Your instructions -
Report each line from the records where the string "failure" turns up.

Data to examine -
*** Block opens ***
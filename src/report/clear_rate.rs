//! Basic clear-rate report.

use std::io::Write;

use tracing::info;

use super::{rule, Report, ReportError};
use crate::aggregate::analyze_all;
use crate::config::AnalysisConfig;
use crate::models::{CharacterStats, OverallStats};

const WIDTH: usize = 60;

/// Full-clear rate per character and overall.
#[derive(Debug, Clone, Copy, Default)]
pub struct ClearRateReport;

impl Report for ClearRateReport {
    fn name(&self) -> &'static str {
        "clear-rate"
    }

    fn description(&self) -> &'static str {
        "Clear rate analysis"
    }

    fn generate(&self, config: &AnalysisConfig, out: &mut dyn Write) -> Result<(), ReportError> {
        config.validate()?;
        info!("Generating {} report", self.name());

        let characters = analyze_all(config);
        write_clear_rate(out, config, &characters)
    }
}

/// Write the clear-rate report for already aggregated characters.
pub fn write_clear_rate(
    out: &mut dyn Write,
    config: &AnalysisConfig,
    characters: &[CharacterStats],
) -> Result<(), ReportError> {
    let ascension = config.target_ascension;

    writeln!(out, "{}", rule(WIDTH))?;
    writeln!(out, "Slay the Spire clear rate analysis")?;
    writeln!(
        out,
        "Criteria: Ascension {} & {} defeated",
        ascension, config.final_boss
    )?;
    writeln!(out, "{}", rule(WIDTH))?;

    for stats in characters {
        writeln!(out)?;
        writeln!(out, "[{}]", stats.character)?;

        if !stats.folder_present {
            writeln!(
                out,
                "  Folder not found: {}",
                config.character_dir(&stats.character).display()
            )?;
        } else {
            writeln!(out, "  Processed {} run files", stats.files_scanned)?;
            if stats.files_skipped > 0 {
                writeln!(out, "  Skipped {} unreadable files", stats.files_skipped)?;
            }
        }

        if stats.tier_runs == 0 {
            writeln!(out, "  No Ascension {} runs", ascension)?;
            continue;
        }

        writeln!(out, "  Ascension {} runs: {}", ascension, stats.tier_runs)?;
        writeln!(out, "  {} clears: {}", config.final_boss, stats.full_clears)?;
        writeln!(out, "  Clear rate: {:.2}%", stats.clear_rate)?;

        if !stats.full_clear_files.is_empty() {
            writeln!(out, "  Full clear files:")?;
            for file in &stats.full_clear_files {
                writeln!(out, "    - {}", file)?;
            }
        }
    }

    let overall = OverallStats::from_characters(characters);

    writeln!(out)?;
    writeln!(out, "{}", rule(WIDTH))?;
    writeln!(out, "[Overall]")?;
    writeln!(out, "Total Ascension {} runs: {}", ascension, overall.tier_runs)?;
    writeln!(
        out,
        "Total {} clears: {}",
        config.final_boss, overall.full_clears
    )?;
    if overall.tier_runs > 0 {
        writeln!(out, "Overall clear rate: {:.2}%", overall.clear_rate)?;
    } else {
        writeln!(out, "No Ascension {} runs", ascension)?;
    }
    writeln!(out, "{}", rule(WIDTH))?;

    Ok(())
}
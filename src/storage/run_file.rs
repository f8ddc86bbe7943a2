//! Run file discovery and loading.

use std::fs;
use std::path::{Path, PathBuf};

use tracing::{debug, warn};

use super::StorageError;
use crate::config::AnalysisConfig;
use crate::models::RunRecord;

/// A character folder of run files.
#[derive(Debug, Clone)]
pub struct RunFolder {
    path: PathBuf,
    extension: String,
}

impl RunFolder {
    /// Create a folder reader for files with the given extension.
    pub fn new(path: PathBuf, extension: impl Into<String>) -> Self {
        Self {
            path,
            extension: extension.into(),
        }
    }

    /// Folder of a configured character.
    pub fn for_character(config: &AnalysisConfig, character: &str) -> Self {
        Self::new(config.character_dir(character), config.run_extension.clone())
    }

    pub fn path(&self) -> &Path {
        &self.path
    }

    /// Check if the folder exists.
    pub fn exists(&self) -> bool {
        self.path.is_dir()
    }

    /// List run files, sorted by path.
    pub fn list_files(&self) -> Result<Vec<PathBuf>, StorageError> {
        if !self.exists() {
            return Err(StorageError::PathNotFound(self.path.clone()));
        }

        let escaped = glob::Pattern::escape(&self.path.to_string_lossy());
        let pattern = Path::new(&escaped).join(format!("*.{}", self.extension));
        let mut files = Vec::new();

        for entry in glob::glob(&pattern.to_string_lossy())? {
            match entry {
                Ok(path) if path.is_file() => files.push(path),
                Ok(_) => {}
                Err(e) => warn!("Failed to read entry in {:?}: {}", self.path, e),
            }
        }

        files.sort();
        debug!("Found {} run files in {:?}", files.len(), self.path);
        Ok(files)
    }
}

/// Read and parse one run file.
pub fn try_load_run(path: &Path) -> Result<RunRecord, StorageError> {
    let contents = fs::read_to_string(path)?;
    let run = serde_json::from_str(&contents)?;
    Ok(run)
}

/// Read one run file, logging and returning `None` on any failure.
pub fn load_run(path: &Path) -> Option<RunRecord> {
    match try_load_run(path) {
        Ok(run) => Some(run),
        Err(e) => {
            warn!("Skipping unreadable run file {:?}: {}", path, e);
            None
        }
    }
}
//! Text reports.
//!
//! Each report analyzes the configured character folders and writes a
//! human-readable summary to any [`std::io::Write`] sink. Reports implement
//! [`Report`] so the runner can invoke them one after another.

mod clear_rate;
mod detailed;
mod table;

pub use clear_rate::*;
pub use detailed::*;
pub use table::*;

use std::io::Write;

use thiserror::Error;

use crate::config::{AnalysisConfig, ConfigError};

/// Errors that can occur while generating a report.
#[derive(Debug, Error)]
pub enum ReportError {
    #[error("Failed to write report: {0}")]
    Io(#[from] std::io::Error),

    #[error("{0}")]
    Config(#[from] ConfigError),
}

/// A report over the run history.
pub trait Report {
    /// Report identifier for logging.
    fn name(&self) -> &'static str;

    /// Human-readable title used in runner banners.
    fn description(&self) -> &'static str;

    /// Analyze the configured folders and write the report.
    fn generate(&self, config: &AnalysisConfig, out: &mut dyn Write) -> Result<(), ReportError>;
}

pub(crate) fn rule(width: usize) -> String {
    "=".repeat(width)
}
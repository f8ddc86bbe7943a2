use std::io::Write;
use std::path::PathBuf;

use anyhow::{Context, Result};
use clap::{Parser, Subcommand};
use tracing_subscriber::{layer::SubscriberExt, util::SubscriberInitExt};

use spire_stats::config::AnalysisConfig;
use spire_stats::report::{ClearRateReport, DetailedReport, Report};
use spire_stats::runner::ReportRunner;

#[derive(Parser)]
#[command(name = "spire-stats")]
#[command(about = "Slay the Spire clear-rate analysis over local run history")]
#[command(version)]
struct Cli {
    /// Path to configuration file (optional)
    #[arg(long, default_value = "./spire-stats.toml")]
    config: PathBuf,

    /// Directory holding the character folders
    #[arg(long)]
    base_dir: Option<PathBuf>,

    /// Ascension level to analyze
    #[arg(long)]
    ascension: Option<u32>,

    /// Log level (trace, debug, info, warn, error)
    #[arg(long)]
    log_level: Option<String>,

    /// Output logs as JSON
    #[arg(long)]
    json_logs: bool,

    #[command(subcommand)]
    command: Option<Commands>,
}

#[derive(Subcommand, Clone, Copy)]
enum Commands {
    /// Full-clear rate per character
    ClearRate,

    /// Outcomes, averages, defeat causes and comparison table
    Detailed,

    /// Run both reports one after another (default)
    All,
}

fn init_tracing(level: &str, json: bool) {
    let filter = tracing_subscriber::EnvFilter::try_from_default_env()
        .unwrap_or_else(|_| tracing_subscriber::EnvFilter::new(level));

    let registry = tracing_subscriber::registry().with(filter);
    if json {
        registry
            .with(
                tracing_subscriber::fmt::layer()
                    .json()
                    .with_writer(std::io::stderr),
            )
            .init();
    } else {
        registry
            .with(tracing_subscriber::fmt::layer().with_writer(std::io::stderr))
            .init();
    }
}

fn main() -> Result<()> {
    let cli = Cli::parse();

    let mut config = AnalysisConfig::load_or_default(&cli.config)
        .with_context(|| format!("Failed to load config from {:?}", cli.config))?;
    if let Some(base_dir) = cli.base_dir {
        config.base_dir = base_dir;
    }
    if let Some(ascension) = cli.ascension {
        config.target_ascension = ascension;
    }
    if let Some(level) = cli.log_level {
        config.log_level = level;
    }
    config.validate().context("Invalid configuration")?;

    init_tracing(&config.log_level, cli.json_logs);

    tracing::info!("Starting spire-stats v{}", env!("CARGO_PKG_VERSION"));
    tracing::debug!("Configuration: {:?}", config);

    let stdout = std::io::stdout();
    let mut out = stdout.lock();

    match cli.command.unwrap_or(Commands::All) {
        Commands::ClearRate => ClearRateReport.generate(&config, &mut out)?,
        Commands::Detailed => DetailedReport.generate(&config, &mut out)?,
        Commands::All => {
            writeln!(out, "Slay the Spire clear rate analysis tool")?;
            writeln!(out, "{}", "=".repeat(60))?;
            ReportRunner::default().run_all(&config, &mut out)?;
        }
    }

    out.flush()?;
    Ok(())
}
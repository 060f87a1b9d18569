mod geo_point;
mod post;

pub use geo_point::GeoPoint;
pub use post::Post;
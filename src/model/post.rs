use std::collections::BTreeSet;

use chrono::{DateTime, Utc};
use serde::{Deserialize, Serialize};
use url::Url;

use super::GeoPoint;

/// A single feed document, carrying the wire field names of the remote
/// `Posts` collection.
///
/// `id` is assigned by the store on first write and never changes afterwards.
/// `liked_ids` is a set: membership is unique by construction and survives a
/// decode of a document that (incorrectly) repeats an entry.
#[derive(Clone, Debug, PartialEq, Serialize, Deserialize)]
pub struct Post {
    #[serde(default, skip_serializing_if = "Option::is_none")]
    pub id: Option<String>,
    pub text: String,
    #[serde(rename = "imageURL", default, skip_serializing_if = "Option::is_none")]
    pub image_url: Option<Url>,
    #[serde(
        rename = "imageReferenceID",
        default,
        skip_serializing_if = "Option::is_none"
    )]
    pub image_reference_id: Option<String>,
    /// Set once at creation; never mutated by reconciliation.
    #[serde(rename = "publishedDate")]
    pub published_date: DateTime<Utc>,
    #[serde(rename = "likedIDs", default)]
    pub liked_ids: BTreeSet<String>,
    #[serde(rename = "userName")]
    pub user_name: String,
    #[serde(rename = "userUID")]
    pub user_uid: String,
    #[serde(rename = "userProfileURL")]
    pub user_profile_url: Url,
    #[serde(default, skip_serializing_if = "Option::is_none")]
    pub location: Option<GeoPoint>,
}

impl Post {
    pub fn like_count(&self) -> usize {
        self.liked_ids.len()
    }

    pub fn liked_by(&self, user_uid: &str) -> bool {
        self.liked_ids.contains(user_uid)
    }
}
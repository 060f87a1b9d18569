use std::error::Error;
use std::fmt::{Display, Formatter};

#[derive(Clone, Copy, Debug, PartialEq, Eq)]
pub enum FeedErrorCode {
    Network,
    Decode,
    NotFound,
    PreconditionFailed,
    InvalidArgument,
}

impl FeedErrorCode {
    pub fn as_str(&self) -> &'static str {
        match self {
            FeedErrorCode::Network => "feed/network",
            FeedErrorCode::Decode => "feed/decode",
            FeedErrorCode::NotFound => "feed/not-found",
            FeedErrorCode::PreconditionFailed => "feed/precondition-failed",
            FeedErrorCode::InvalidArgument => "feed/invalid-argument",
        }
    }
}

#[derive(Clone, Debug)]
pub struct FeedError {
    pub code: FeedErrorCode,
    message: String,
}

impl FeedError {
    pub fn new(code: FeedErrorCode, message: impl Into<String>) -> Self {
        Self {
            code,
            message: message.into(),
        }
    }

    pub fn code_str(&self) -> &'static str {
        self.code.as_str()
    }
}

impl Display for FeedError {
    fn fmt(&self, f: &mut Formatter<'_>) -> std::fmt::Result {
        write!(f, "{} ({})", self.message, self.code_str())
    }
}

impl Error for FeedError {}

pub type FeedResult<T> = Result<T, FeedError>;

/// Transient transport failure; the operation is fully retryable.
pub fn network_error(message: impl Into<String>) -> FeedError {
    FeedError::new(FeedErrorCode::Network, message)
}

/// A stored document could not be decoded into the expected shape.
pub fn decode_error(message: impl Into<String>) -> FeedError {
    FeedError::new(FeedErrorCode::Decode, message)
}

/// The targeted document no longer exists.
pub fn not_found(message: impl Into<String>) -> FeedError {
    FeedError::new(FeedErrorCode::NotFound, message)
}

/// An async result arrived for a state that has since been superseded.
pub fn precondition_failed(message: impl Into<String>) -> FeedError {
    FeedError::new(FeedErrorCode::PreconditionFailed, message)
}

pub fn invalid_argument(message: impl Into<String>) -> FeedError {
    FeedError::new(FeedErrorCode::InvalidArgument, message)
}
*** Block closes ***
Result of this exercise -
/// Read one run file, logging and returning `None` on any failure.
/// Transient transport failure; the operation is fully retryable.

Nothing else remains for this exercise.